The Centers for Medicare & Medicaid Services Nov. 1 released its calendar year 2025 final rule for the physician fee schedule. The rule will cut the conversion factor by 2.8% to $32.35 in CY 2025 compared to $33.29 in CY 2024. This reflects the expiration of the 2.93% statutory payment increase for CY 2024; a 0.00% conversion factor update under the Medicare Access and CHIP Reauthorization Act; and a .02% budget-neutrality adjustment. 

In addition, CMS extended several regulatory telehealth waivers through 2025. These include waivers for reporting of enrolled practice addresses instead of home addresses when providers perform services from their homes; another for Federally Qualified Healthcare Centers and Rural Health Clinics to bill for telehealth services; and another allowing virtual supervision for residents in all teaching settings when the services are provided virtually. The agency also updated the definition of an interactive telecommunications system to include two-way, audio-only communication for any Medicare telehealth service furnished to a beneficiary in their home (if the beneficiary is incapable or does not consent to video technology). Finally, CMS notes, absent congressional action, statutory limitations in place for Medicare telehealth services prior to the COVID-19 public health emergency will again take effect on Jan. 1.

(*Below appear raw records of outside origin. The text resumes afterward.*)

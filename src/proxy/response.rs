//! Upstream response conversion
//!
//! The backend answers every request with an SSE stream. What the client gets
//! depends on whether the request carried tool definitions:
//!
//! - **with tools**: the stream passes through byte for byte; a scanner taps
//!   it so the completion payload can still be recorded once it ends
//! - **without tools**: the stream is buffered and the completion payload is
//!   returned as a single JSON body
//!
//! When no completion event shows up the buffered text goes back unchanged
//! with the upstream status. That is reported as [`ConversionOutcome::Fallback`],
//! never as an error. Non-2xx responses are passed through and never reach
//! the completion hook.

use axum::{
    body::Body,
    http::{header, HeaderMap, HeaderName, HeaderValue, Response, StatusCode},
};
use bytes::Bytes;
use futures::StreamExt;
use serde::Serialize;
use serde_json::Value;

use super::error::ProxyError;
use super::sse::SseCompletionScanner;

/// Headers never copied from upstream
const HOP_BY_HOP_HEADERS: &[&str] = &[
    "connection",
    "keep-alive",
    "proxy-authenticate",
    "proxy-authorization",
    "te",
    "trailer",
    "transfer-encoding",
    "upgrade",
    "content-length",
];

/// Called with the completion payload once the upstream response finished
///
/// In buffered mode edits to the payload reach the client; in pass-through
/// mode the bytes have already been sent.
pub type CompletionHook = Box<dyn FnOnce(&mut Value) + Send + 'static>;

/// How an upstream response was turned into the client response
#[derive(Debug, Clone, Copy, PartialEq, Eq, Serialize)]
#[serde(rename_all = "snake_case", tag = "kind", content = "status")]
pub enum ConversionOutcome {
    /// Completion payload returned as JSON
    Converted,
    /// No completion event; raw text returned
    Fallback,
    /// Tool-bearing request; stream passed through
    Streamed,
    /// Non-2xx upstream status passed through
    UpstreamError(u16),
}

// ============================================================================
// Buffered Conversion
// ============================================================================

/// Upstream response read to the end
#[derive(Debug)]
pub struct BufferedResponse {
    pub status: StatusCode,
    pub headers: HeaderMap,
    /// Raw body; dropped once a completion is seen on a 2xx response
    pub raw: Bytes,
    pub completion: Option<Value>,
}

impl BufferedResponse {
    /// Read the whole upstream body through a completion scanner
    ///
    /// A read error ends buffering early; whatever arrived is kept. Non-2xx
    /// bodies are kept whole and never scanned.
    pub async fn read(upstream: reqwest::Response) -> Self {
        let status = upstream.status();
        let headers = upstream.headers().clone();

        let mut scanner = SseCompletionScanner::new();
        let mut raw: Vec<u8> = Vec::new();
        let mut stream = upstream.bytes_stream();

        while let Some(chunk) = stream.next().await {
            match chunk {
                Ok(bytes) => {
                    if !status.is_success() {
                        raw.extend_from_slice(&bytes);
                        continue;
                    }
                    if scanner.is_complete() {
                        continue;
                    }
                    scanner.feed(&bytes);
                    if scanner.is_complete() {
                        raw = Vec::new();
                    } else {
                        raw.extend_from_slice(&bytes);
                    }
                }
                Err(e) => {
                    tracing::warn!(error = %e, "Upstream body read failed, using partial body");
                    break;
                }
            }
        }
        scanner.finish();

        Self {
            status,
            headers,
            raw: Bytes::from(raw),
            completion: scanner.into_completion(),
        }
    }

    pub fn outcome(&self) -> ConversionOutcome {
        if !self.status.is_success() {
            ConversionOutcome::UpstreamError(self.status.as_u16())
        } else if self.completion.is_some() {
            ConversionOutcome::Converted
        } else {
            ConversionOutcome::Fallback
        }
    }

    /// Build the client response: JSON on success, raw text otherwise
    pub fn into_response(self) -> Result<Response<Body>, ProxyError> {
        let mut builder = Response::builder().status(self.status);
        let headers = copy_headers(&self.headers);

        match self.completion.filter(|_| self.status.is_success()) {
            Some(payload) => {
                let body = serde_json::to_vec(&payload)
                    .map_err(|e| ProxyError::ResponseBuild(e.to_string()))?;
                for (name, value) in headers.iter() {
                    if *name != header::CONTENT_TYPE {
                        builder = builder.header(name, value);
                    }
                }
                builder
                    .header(header::CONTENT_TYPE, "application/json")
                    .body(Body::from(body))
                    .map_err(|e| ProxyError::ResponseBuild(e.to_string()))
            }
            None => {
                for (name, value) in headers.iter() {
                    builder = builder.header(name, value);
                }
                builder
                    .body(Body::from(self.raw))
                    .map_err(|e| ProxyError::ResponseBuild(e.to_string()))
            }
        }
    }
}

/// Copy upstream headers minus hop-by-hop ones and content-length
pub fn copy_headers(upstream: &HeaderMap) -> HeaderMap {
    let mut headers = HeaderMap::new();
    for (name, value) in upstream.iter() {
        if !is_hop_by_hop(name) {
            headers.append(name.clone(), value.clone());
        }
    }
    headers
}

fn is_hop_by_hop(name: &HeaderName) -> bool {
    HOP_BY_HOP_HEADERS.contains(&name.as_str())
}

// ============================================================================
// Converter
// ============================================================================

/// Turns an upstream response into the client response
pub struct ResponseConverter {
    has_tools: bool,
    on_completion: Option<CompletionHook>,
}

impl ResponseConverter {
    pub fn new(has_tools: bool) -> Self {
        Self {
            has_tools,
            on_completion: None,
        }
    }

    /// Run `hook` on the completion payload of a successful response
    pub fn on_completion(mut self, hook: impl FnOnce(&mut Value) + Send + 'static) -> Self {
        self.on_completion = Some(Box::new(hook));
        self
    }

    pub async fn into_client_response(
        self,
        upstream: reqwest::Response,
    ) -> Result<(Response<Body>, ConversionOutcome), ProxyError> {
        if self.has_tools && upstream.status().is_success() {
            let response = stream_through(upstream, self.on_completion)?;
            return Ok((response, ConversionOutcome::Streamed));
        }

        let mut buffered = BufferedResponse::read(upstream).await;
        let outcome = buffered.outcome();
        match outcome {
            ConversionOutcome::Converted => {
                if let (Some(hook), Some(payload)) =
                    (self.on_completion, buffered.completion.as_mut())
                {
                    hook(payload);
                }
            }
            ConversionOutcome::Fallback => {
                tracing::warn!(
                    status = %buffered.status,
                    bytes = buffered.raw.len(),
                    "No completion event in upstream stream, returning raw body"
                );
            }
            _ => {}
        }
        Ok((buffered.into_response()?, outcome))
    }
}

/// Pass the upstream stream through unchanged while scanning it
fn stream_through(
    upstream: reqwest::Response,
    hook: Option<CompletionHook>,
) -> Result<Response<Body>, ProxyError> {
    let mut builder = Response::builder().status(upstream.status());
    for (name, value) in copy_headers(upstream.headers()).iter() {
        builder = builder.header(name, value);
    }
    if !super::sse::is_sse_response(upstream.headers()) {
        builder = builder.header(
            header::CONTENT_TYPE,
            HeaderValue::from_static("text/event-stream"),
        );
    }

    let state = Some((
        Box::pin(upstream.bytes_stream()),
        SseCompletionScanner::new(),
        hook,
    ));
    let tapped = futures::stream::unfold(state, |state| async move {
        let (mut stream, mut scanner, hook) = state?;
        match stream.next().await {
            Some(Ok(chunk)) => {
                scanner.feed(&chunk);
                Some((Ok(chunk), Some((stream, scanner, hook))))
            }
            Some(Err(e)) => {
                tracing::warn!(error = %e, "Upstream stream failed mid-response");
                Some((Err(e), None))
            }
            None => {
                scanner.finish();
                let events = scanner.events();
                match (scanner.into_completion(), hook) {
                    (Some(mut payload), Some(hook)) => hook(&mut payload),
                    (None, _) => {
                        tracing::warn!(events, "Streamed response ended without a completion event")
                    }
                    _ => {}
                }
                None
            }
        }
    });

    builder
        .body(Body::from_stream(tapped))
        .map_err(|e| ProxyError::ResponseBuild(e.to_string()))
}

#[cfg(test)]
mod tests {
    use super::*;
    use serde_json::json;
    use std::sync::{Arc, Mutex};

    const COMPLETED: &str = "event: response.created\n\
data: {\"type\":\"response.created\",\"response\":{\"id\":\"resp_1\"}}\n\n\
event: response.completed\n\
data: {\"type\":\"response.completed\",\"response\":{\"id\":\"resp_1\",\"output\":[],\"usage\":{\"input_tokens\":5}}}\n\n";

    fn upstream(status: u16, body: &str) -> reqwest::Response {
        let response = axum::http::Response::builder()
            .status(status)
            .header("content-type", "text/event-stream")
            .header("connection", "keep-alive")
            .header("content-length", body.len().to_string())
            .header("x-request-id", "req-9")
            .body(body.to_string())
            .unwrap();
        reqwest::Response::from(response)
    }

    async fn body_text(response: Response<Body>) -> String {
        let bytes = axum::body::to_bytes(response.into_body(), usize::MAX)
            .await
            .unwrap();
        String::from_utf8(bytes.to_vec()).unwrap()
    }

    #[tokio::test]
    async fn test_completed_stream_converts_to_exact_json() {
        let (response, outcome) = ResponseConverter::new(false)
            .into_client_response(upstream(200, COMPLETED))
            .await
            .unwrap();
        assert_eq!(outcome, ConversionOutcome::Converted);
        assert_eq!(response.status(), StatusCode::OK);
        assert_eq!(
            response.headers().get("content-type").unwrap(),
            "application/json"
        );
        assert_eq!(response.headers().get("x-request-id").unwrap(), "req-9");
        assert!(response.headers().get("connection").is_none());

        let body: Value = serde_json::from_str(&body_text(response).await).unwrap();
        assert_eq!(
            body,
            json!({"id": "resp_1", "output": [], "usage": {"input_tokens": 5}})
        );
    }

    #[tokio::test]
    async fn test_missing_completion_falls_back_to_raw_text() {
        let raw = "data: {\"type\":\"response.created\"}\n\nnot really sse";
        let (response, outcome) = ResponseConverter::new(false)
            .into_client_response(upstream(200, raw))
            .await
            .unwrap();
        assert_eq!(outcome, ConversionOutcome::Fallback);
        assert_eq!(response.status(), StatusCode::OK);
        assert_eq!(
            response.headers().get("content-type").unwrap(),
            "text/event-stream"
        );
        assert!(response.headers().get("content-length").is_none());
        assert_eq!(body_text(response).await, raw);
    }

    #[tokio::test]
    async fn test_upstream_error_passes_through_without_hook() {
        let called = Arc::new(Mutex::new(false));
        let flag = called.clone();
        let error_body = "{\"detail\":\"Unsupported model\"}";

        let (response, outcome) = ResponseConverter::new(false)
            .on_completion(move |_| *flag.lock().unwrap() = true)
            .into_client_response(upstream(400, error_body))
            .await
            .unwrap();
        assert_eq!(outcome, ConversionOutcome::UpstreamError(400));
        assert_eq!(response.status(), StatusCode::BAD_REQUEST);
        assert_eq!(body_text(response).await, error_body);
        assert!(!*called.lock().unwrap());
    }

    #[tokio::test]
    async fn test_upstream_error_keeps_body_with_completion_event() {
        let (response, outcome) = ResponseConverter::new(false)
            .into_client_response(upstream(500, COMPLETED))
            .await
            .unwrap();
        assert_eq!(outcome, ConversionOutcome::UpstreamError(500));
        assert_eq!(response.status(), StatusCode::INTERNAL_SERVER_ERROR);
        assert_eq!(body_text(response).await, COMPLETED);
    }

    #[tokio::test]
    async fn test_hook_edits_buffered_payload() {
        let (response, _) = ResponseConverter::new(false)
            .on_completion(|payload| payload["rewritten"] = json!(true))
            .into_client_response(upstream(200, COMPLETED))
            .await
            .unwrap();
        let body: Value = serde_json::from_str(&body_text(response).await).unwrap();
        assert_eq!(body["rewritten"], json!(true));
    }

    #[tokio::test]
    async fn test_tool_requests_stream_through_and_tap_completion() {
        let seen = Arc::new(Mutex::new(None));
        let sink = seen.clone();

        let (response, outcome) = ResponseConverter::new(true)
            .on_completion(move |payload| *sink.lock().unwrap() = Some(payload.clone()))
            .into_client_response(upstream(200, COMPLETED))
            .await
            .unwrap();
        assert_eq!(outcome, ConversionOutcome::Streamed);
        assert_eq!(
            response.headers().get("content-type").unwrap(),
            "text/event-stream"
        );

        // Body is byte-identical; the hook runs once the stream is drained
        assert_eq!(body_text(response).await, COMPLETED);
        let payload = seen.lock().unwrap().clone().unwrap();
        assert_eq!(payload["id"], "resp_1");
    }
}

The agency also finalized several proposals related to the reporting and returning of Medicare Parts A and B overpayments. Specifically, CMS finalized circumstances that would suspend the deadline for reporting and returning overpayments to allow time for providers to investigate and calculate overpayments.

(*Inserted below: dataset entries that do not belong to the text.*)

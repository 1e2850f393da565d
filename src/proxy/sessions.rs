// Conversation memory for a stateless backend
//
// The backend runs with store=false and forgets every turn. This module keeps
// the little we need between requests of one conversation: which turns we
// have already answered, the last usage counters, and the compaction
// baseline once a history has been summarized.
//
// Architecture:
// - Keyed by cache key (prompt_cache_key, metadata ids, or a derived hash)
// - One Mutex around the whole map; never held across an await
// - Bounded: idle entries expire after a TTL, and at capacity the least
//   recently touched entry is evicted (monotonic access sequence, no ties)
// - Disabled manager: every operation passes through, nothing is stored

use serde::Serialize;
use serde_json::{Map, Value};
use std::collections::HashMap;
use std::sync::{Arc, Mutex};
use std::time::{Duration, Instant};

use crate::proxy::transformation::content::{InputItem, Role};
use crate::util::short_hash;

/// Turn records kept per conversation
const MAX_TURN_ENTRIES: usize = 64;

/// Prefix of keys derived from the first user message
const DERIVED_KEY_PREFIX: &str = "derived_";

// ─────────────────────────────────────────────────────────────────────────────
// Configuration
// ─────────────────────────────────────────────────────────────────────────────

#[derive(Debug, Clone)]
pub struct SessionConfig {
    pub enabled: bool,
    /// Idle time after which a conversation is forgotten
    pub ttl: Duration,
    /// Maximum number of conversations kept at once
    pub max_entries: usize,
}

impl Default for SessionConfig {
    fn default() -> Self {
        Self {
            enabled: true,
            ttl: Duration::from_secs(3600),
            max_entries: 256,
        }
    }
}

// ─────────────────────────────────────────────────────────────────────────────
// Memory Types
// ─────────────────────────────────────────────────────────────────────────────

/// Token counters from the last completed response
#[derive(Debug, Clone, Copy, Default, PartialEq, Eq, Serialize)]
pub struct Usage {
    pub input_tokens: u64,
    pub output_tokens: u64,
    pub cached_tokens: u64,
    pub reasoning_tokens: u64,
    pub total_tokens: u64,
}

impl Usage {
    /// Read `usage` from a response payload
    pub fn from_response(payload: &Value) -> Option<Self> {
        let usage = payload.get("usage").filter(|u| u.is_object())?;
        let count = |v: Option<&Value>| v.and_then(Value::as_u64).unwrap_or(0);

        let input_tokens = count(usage.get("input_tokens"));
        let output_tokens = count(usage.get("output_tokens"));
        Some(Self {
            input_tokens,
            output_tokens,
            cached_tokens: count(usage.pointer("/input_tokens_details/cached_tokens")),
            reasoning_tokens: count(usage.pointer("/output_tokens_details/reasoning_tokens")),
            total_tokens: usage
                .get("total_tokens")
                .and_then(Value::as_u64)
                .unwrap_or(input_tokens + output_tokens),
        })
    }
}

/// Record of one answered turn
#[derive(Debug, Clone, PartialEq)]
pub enum TurnEntry {
    Response {
        content_hash: String,
        response_id: Option<String>,
    },
    Summary {
        text: String,
    },
}

/// History that replaced a compacted conversation
#[derive(Debug, Clone, PartialEq)]
pub struct CompactionBaseline {
    /// System/developer items kept verbatim
    pub preserved: Vec<InputItem>,
    /// The single summary turn
    pub summary: InputItem,
    /// Conversational items the summary stands for
    pub turn_count: usize,
}

impl CompactionBaseline {
    /// Rewrite a client history that still carries the summarized turns
    ///
    /// Returns `None` when the history is not longer than the baseline,
    /// which means the client already dropped or rewrote it.
    pub fn rewrite_history(&self, client_items: &[InputItem]) -> Option<Vec<InputItem>> {
        let (system, conversation): (Vec<&InputItem>, Vec<&InputItem>) =
            client_items.iter().partition(|item| item.is_instruction());
        if conversation.len() <= self.turn_count {
            return None;
        }

        // The compaction reply itself follows the summarized turns
        let tail = conversation[self.turn_count..]
            .iter()
            .skip_while(|item| item.role() == Some(Role::Assistant) || item.kind() == Some("reasoning"));

        let mut history: Vec<InputItem> = if system.is_empty() {
            self.preserved.clone()
        } else {
            system.into_iter().cloned().collect()
        };
        history.push(self.summary.clone());
        history.extend(tail.map(|item| (*item).clone()));
        Some(history)
    }
}

/// Everything remembered about one conversation
#[derive(Debug, Clone, Default)]
pub struct ConversationMemory {
    pub entries: Vec<TurnEntry>,
    /// Last response payload, keyed by the content hash it answered
    pub payloads: HashMap<String, Value>,
    pub usage: Option<Usage>,
    pub compaction: Option<CompactionBaseline>,
}

impl ConversationMemory {
    /// Has a response for this content hash been recorded?
    pub fn has_seen(&self, content_hash: &str) -> bool {
        self.entries.iter().any(|entry| {
            matches!(entry, TurnEntry::Response { content_hash: h, .. } if h == content_hash)
        })
    }
}

/// Per-request view handed through the pipeline
#[derive(Debug, Clone)]
pub struct SessionContext {
    pub key: String,
    /// Snapshot of the memory taken when the request arrived
    pub memory: ConversationMemory,
    pub content_hash: String,
    pub seen_before: bool,
    /// History was rewritten from a stored compaction summary
    pub compaction_continuation: bool,
    /// This request is itself a summarization request
    pub is_compaction_request: bool,
}

// ─────────────────────────────────────────────────────────────────────────────
// Cache Key Resolution
// ─────────────────────────────────────────────────────────────────────────────

/// Pick the conversation key for a request body
///
/// Preference: `prompt_cache_key`, `metadata.conversation_id`,
/// `metadata.session_id`, then a key derived from the first user message.
/// Two conversations opening with the same message share a derived key.
pub fn resolve_cache_key(body: &Map<String, Value>, client_items: &[InputItem]) -> Option<String> {
    let non_empty = |v: Option<&Value>| {
        v.and_then(Value::as_str)
            .map(str::trim)
            .filter(|s| !s.is_empty())
            .map(String::from)
    };

    let metadata = body.get("metadata");
    non_empty(body.get("prompt_cache_key"))
        .or_else(|| non_empty(metadata.and_then(|m| m.get("conversation_id"))))
        .or_else(|| non_empty(metadata.and_then(|m| m.get("session_id"))))
        .or_else(|| {
            let first_user = client_items
                .iter()
                .find(|item| item.role() == Some(Role::User))?;
            let bytes = serde_json::to_vec(first_user).ok()?;
            Some(format!("{}{}", DERIVED_KEY_PREFIX, short_hash(&bytes)))
        })
}

// ─────────────────────────────────────────────────────────────────────────────
// Session Manager
// ─────────────────────────────────────────────────────────────────────────────

struct SessionSlot {
    memory: ConversationMemory,
    last_access: Instant,
    access_seq: u64,
}

#[derive(Default)]
struct SessionMap {
    slots: HashMap<String, SessionSlot>,
    next_seq: u64,
}

impl SessionMap {
    fn next_seq(&mut self) -> u64 {
        self.next_seq += 1;
        self.next_seq
    }

    fn evict_expired(&mut self, ttl: Duration, now: Instant) -> usize {
        let before = self.slots.len();
        self.slots
            .retain(|_, slot| now.saturating_duration_since(slot.last_access) <= ttl);
        before - self.slots.len()
    }

    /// Get a slot, creating it (and evicting the LRU entry at capacity)
    fn slot_mut(&mut self, key: &str, max_entries: usize, now: Instant) -> &mut SessionSlot {
        if !self.slots.contains_key(key) {
            while self.slots.len() >= max_entries {
                let oldest = self
                    .slots
                    .iter()
                    .min_by_key(|(_, slot)| slot.access_seq)
                    .map(|(k, _)| k.clone());
                match oldest {
                    Some(k) => {
                        tracing::debug!(cache_key = %k, "Evicting least recently used session");
                        self.slots.remove(&k);
                    }
                    None => break,
                }
            }
        }

        let seq = self.next_seq();
        let slot = self
            .slots
            .entry(key.to_string())
            .or_insert_with(|| SessionSlot {
                memory: ConversationMemory::default(),
                last_access: now,
                access_seq: seq,
            });
        slot.last_access = now;
        slot.access_seq = seq;
        slot
    }
}

/// Bounded, TTL-evicting map of conversation memories
pub struct SessionManager {
    config: SessionConfig,
    inner: Mutex<SessionMap>,
}

impl SessionManager {
    pub fn new(mut config: SessionConfig) -> Self {
        config.max_entries = config.max_entries.max(1);
        Self {
            config,
            inner: Mutex::new(SessionMap::default()),
        }
    }

    /// Create wrapped in Arc for sharing across handlers
    pub fn new_shared(config: SessionConfig) -> Arc<Self> {
        Arc::new(Self::new(config))
    }

    pub fn is_enabled(&self) -> bool {
        self.config.enabled
    }

    /// Snapshot of the memory for `key`, created on first use
    pub fn get(&self, key: &str) -> ConversationMemory {
        if !self.config.enabled {
            return ConversationMemory::default();
        }
        let mut map = match self.inner.lock() {
            Ok(guard) => guard,
            Err(_) => return ConversationMemory::default(), // Poisoned mutex - pass through
        };
        let now = Instant::now();
        map.evict_expired(self.config.ttl, now);
        map.slot_mut(key, self.config.max_entries, now)
            .memory
            .clone()
    }

    /// Refresh last access for an existing entry
    pub fn touch(&self, key: &str) {
        if !self.config.enabled {
            return;
        }
        let Ok(mut map) = self.inner.lock() else {
            return;
        };
        let seq = map.next_seq();
        if let Some(slot) = map.slots.get_mut(key) {
            slot.last_access = Instant::now();
            slot.access_seq = seq;
        }
    }

    /// Record a completed response for the context's conversation
    pub fn record_response(&self, context: &SessionContext, payload: &Value) {
        if !self.config.enabled {
            return;
        }
        let Ok(mut map) = self.inner.lock() else {
            return;
        };
        let now = Instant::now();
        map.evict_expired(self.config.ttl, now);
        let memory = &mut map.slot_mut(&context.key, self.config.max_entries, now).memory;

        if let Some(usage) = Usage::from_response(payload) {
            memory.usage = Some(usage);
        }
        memory.entries.push(TurnEntry::Response {
            content_hash: context.content_hash.clone(),
            response_id: payload.get("id").and_then(Value::as_str).map(String::from),
        });
        if memory.entries.len() > MAX_TURN_ENTRIES {
            let excess = memory.entries.len() - MAX_TURN_ENTRIES;
            memory.entries.drain(..excess);
        }
        memory.payloads.clear();
        memory
            .payloads
            .insert(context.content_hash.clone(), payload.clone());

        tracing::debug!(
            cache_key = %context.key,
            entries = memory.entries.len(),
            "Recorded response"
        );
    }

    /// Replace the conversation's history with a compaction summary
    pub fn apply_compaction_summary(&self, context: &SessionContext, baseline: CompactionBaseline) {
        if !self.config.enabled {
            return;
        }
        let Ok(mut map) = self.inner.lock() else {
            return;
        };
        let now = Instant::now();
        let memory = &mut map.slot_mut(&context.key, self.config.max_entries, now).memory;

        let text = baseline.summary.text().unwrap_or_default();
        memory.entries = vec![TurnEntry::Summary { text }];
        memory.payloads.clear();
        tracing::info!(
            cache_key = %context.key,
            turn_count = baseline.turn_count,
            "Conversation compacted"
        );
        memory.compaction = Some(baseline);
    }

    /// Drop conversations idle past the TTL, returning how many were removed
    pub fn evict_expired(&self) -> usize {
        self.evict_expired_at(Instant::now())
    }

    fn evict_expired_at(&self, now: Instant) -> usize {
        match self.inner.lock() {
            Ok(mut map) => map.evict_expired(self.config.ttl, now),
            Err(_) => 0,
        }
    }

    pub fn len(&self) -> usize {
        self.inner.lock().map(|map| map.slots.len()).unwrap_or(0)
    }

    pub fn is_empty(&self) -> bool {
        self.len() == 0
    }

    pub fn contains(&self, key: &str) -> bool {
        self.inner
            .lock()
            .map(|map| map.slots.contains_key(key))
            .unwrap_or(false)
    }
}

impl Default for SessionManager {
    fn default() -> Self {
        Self::new(SessionConfig::default())
    }
}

For the Quality Payment Program, CMS adopted six new, optional Merit-based Incentive Payment System Value Pathways for reporting beginning in 2025. For the Medicare Shared Savings Program, CMS finalized policies to mitigate the impact of significant, anomalous, and highly suspect billing activity for CY 2024 and subsequent years. Specifically, CMS will exclude payment amounts from financial calculations for the relevant CY for which the SAHS billing activity is identified and from historical benchmarks used for reconciliation.

AHA members will receive a Special Bulletin with more details Nov. 4.